Not all birds will prefer a ground feeder, so be mindful of what birds you want to attract to your garden. Think robin, wren, blackbird, chaffinch… These little birds prefer to feed on the ground, and will be unlikely to peck away at feeders. Similar to a bird table, make sure that you only put out as much feed as the birds will eat in a single day. Alternatively, make sure you clear the ground feeders at the end of each day so that there’s nothing left over.
Peanuts are a great high energy treat that are preferred by birds such as bluetits, sparrows, and greenfinches. You should always offer peanuts in a mesh peanut feeder so as to prevent any little birds choking on the whole nuts – never add peanuts to your bird table or ground feeder. As the birds will need to stay to peck away at the nuts to get their nutritious goodness, it means you’ll get to observe them for longer, too!
If you already know what type of feed you’d like to offer your garden birds, but your garden is plagued with a very different furry problem, look no further than a quality squirrel-proof feeder. Squirrel-proof feeders come in three main types: a cage to put over ground feeders; a cage surrounding hanging feeders; and feeders that use the weight of the squirrels against them. These latter feeders are more expensive, but they are the more reliable in terms of preventing squirrels from helping themselves to your bird feed.
Seed is a great way to see a variety of birds in your garden. These can come in either the squirrel-proof variety, or just your normal seed feeder which you can hang on your bird station or from a branch in your garden. Make sure to add a variety of seed to them, such as our Robin & Songbird Wild Bird No Mess Seed Mix so as to attract different species of birds.

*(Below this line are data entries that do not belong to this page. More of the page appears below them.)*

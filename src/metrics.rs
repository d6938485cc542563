use powerzcst_rs::fetcher::SlotState;
use powerzcst_rs::model::{UNKNOWN_DEVICE, UNKNOWN_ROOM};
use powerzcst_rs::sensor::Metric;
use prometheus::{Encoder, GaugeVec, TextEncoder};
use std::collections::HashMap;

lazy_static! {
    static ref ACCOUNT_GAUGES: HashMap<Metric, GaugeVec> = Metric::ALL
        .iter()
        .map(|metric| {
            let help = match metric.unit().symbol() {
                Some(symbol) => format!("{} (in {})", metric.label(), symbol),
                None => String::from(metric.label()),
            };
            let gauge = register_gauge_vec!(
                opts!(metric.key(), help.as_str()),
                &["account", "device", "room"],
            )
            .unwrap();
            (*metric, gauge)
        })
        .collect();
}

/// Mirror one published slot state into the per-account gauges. Metrics the
/// state carries no value for keep whatever was exported last.
pub fn publish(account: &str, state: &SlotState) {
    let device = state
        .snapshot
        .as_ref()
        .map(|s| s.device_name.as_str())
        .unwrap_or(UNKNOWN_DEVICE);
    let room = state
        .snapshot
        .as_ref()
        .map(|s| s.room_name.as_str())
        .unwrap_or(UNKNOWN_ROOM);

    for metric in Metric::ALL.iter() {
        if let Some(value) = metric.value(state) {
            ACCOUNT_GAUGES[metric]
                .with_label_values(&[account, device, room])
                .set(value);
        }
    }
}

/// Read metrics from the exporter registry in prometheus text format.
pub async fn read() -> Result<String, powerzcst_rs::Error> {
    let mut buffer = Vec::new();
    let encoder = TextEncoder::new();
    let metric_families = prometheus::gather();

    encoder.encode(&metric_families, &mut buffer).unwrap();
    String::from_utf8(buffer).or(Err(powerzcst_rs::Error::FormatError))
}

Want to get up close and personal with your garden visitors? A window feeder is the perfect choice. Simply attach your chosen feeder to your window, fill with seed, and watch the garden birds flock to your feeder from the comfort of your own armchair. Remember not to add any peanuts to your window feeder, as the smaller birds are at risk from choking on the whole nut.
Fat ball and suet feeders
If you want to see the rarer birds that your garden has to offer, fat balls and suet feeders are the way forward. These fatty treats are rich with all the energy and vitamins that birds need to get through winter and the breeding season, so can attract the rarer treecreeper and blackcap to your feeders. You could even splash out on some bird-friendly peanut butter to give them an extra treat!
Niger seed feeders
There’s one bird in particular who loves this tiny black seed rich in oil; the goldfinch. Those bright little birds can’t get enough of it, so if that’s the one garden visitor that you would really like to see through your window, then a niger seed feeder is the perfect choice.